Tameleo was a long time participant in organized crime and is considered one of the founding fathers of the Patriarca family. In 1967, Tameleo, Raymond L.S. Patriarca, and Jerry Angiulo were charged with the murder of bookmaker Willie Marfeo. Before the trial's conclusion, on March 12, 1965, Tameleo, Peter Limone, Louis Greco, Wilfred Roy French, Ronald Cassesso and Joe Salvati were indicted for the murder of hoodlum Edward "Teddy" Deegan. In 1968, all six men were found guilty of the Deegan murder in the Superior Court of Suffolk County, Massachusetts. Tameleo, Limone, Greco and Cassesso were sentenced to death by the state, with Salvati and French receiving life sentences. The death sentences were later reduced to life in prison, where Tameleo died on August 18, 1985.

==Wrongful conviction==
By 2000, Tameleo and the other defendants had been posthumously exonerated amid evidence they had been ensnared in a government frame-up and cover-up extending over thirty years. In 2007, a federal judge in Boston awarded damages of $101.7 million to the families of the four men who were wrongly convicted in the 1965 Deegan murder.
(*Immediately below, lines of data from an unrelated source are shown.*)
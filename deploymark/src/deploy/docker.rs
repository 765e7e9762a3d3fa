//! Docker registry checks

use reqwest::StatusCode;
use tracing::{debug, info};

use crate::errors::DeployError;
use crate::http::client::HttpClient;
use crate::utils::short_sha;

const MANIFEST_V2: &str = "application/vnd.docker.distribution.manifest.v2+json";

/// Repository a service's images are pushed to
pub fn image_repository(service: &str) -> String {
    format!("services-{}", service)
}

/// Tag of the image built from `commit`
pub fn image_tag(commit: &str) -> String {
    format!("paasta-{}", commit)
}

/// Check whether the image built from `commit` has been pushed
pub async fn is_docker_image_already_in_registry(
    registry: &HttpClient,
    service: &str,
    commit: &str,
) -> Result<bool, DeployError> {
    let repository = image_repository(service);
    let tag = image_tag(commit);
    debug!("Looking for {}:{} in {}", repository, tag, registry.base_url());

    let status = registry
        .head(&["v2", repository.as_str(), "manifests", tag.as_str()], MANIFEST_V2)
        .await?;

    match status {
        StatusCode::OK => Ok(true),
        StatusCode::NOT_FOUND => Ok(false),
        other => Err(DeployError::HttpStatus {
            status: other.as_u16(),
            body: format!("unexpected status checking {}:{}", repository, tag),
        }),
    }
}

/// Fail with a precondition error unless the image for `commit` exists
pub async fn ensure_image_in_registry(
    registry: &HttpClient,
    service: &str,
    commit: &str,
) -> Result<(), DeployError> {
    if is_docker_image_already_in_registry(registry, service, commit).await? {
        info!("Found image for {} at {}", service, short_sha(commit));
        Ok(())
    } else {
        Err(DeployError::Precondition(format!(
            "{}:{} is not in the docker registry yet; wait for the build to push it",
            image_repository(service),
            image_tag(commit)
        )))
    }
}
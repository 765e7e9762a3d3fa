//! Build script for deploymark
//! Captures build-time metadata for version info

use chrono::Utc;
use std::process::Command;

fn main() {
    // Get git commit hash
    let git_hash = Command::new("git")
        .args(["rev-parse", "--short", "HEAD"])
        .output()
        .ok()
        .and_then(|output| String::from_utf8(output.stdout).ok())
        .map(|s| s.trim().to_string())
        .unwrap_or_else(|| "unknown".to_string());

    let build_time = Utc::now().format("%Y-%m-%d %H:%M:%S UTC").to_string();

    println!("cargo:rustc-env=GIT_HASH={}", git_hash);
    println!("cargo:rustc-env=BUILD_TIME={}", build_time);
    println!("cargo:rerun-if-changed=.git/HEAD");
}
It was proven that Federal Bureau of Investigation (FBI) agents H. Paul Rico, Dennis Condon, John Morris, and John Connolly withheld evidence of the defendants' innocence in order to protect FBI informants Vincent "Jimmy the Bear" Flemmi and Joseph Barboza. Out of this settlement, $13 million went to the estate of Enrico Tameleo, specifically his son, Saverio, as administrator of the Tameleo estate, and Tameleo's wife Jeanette.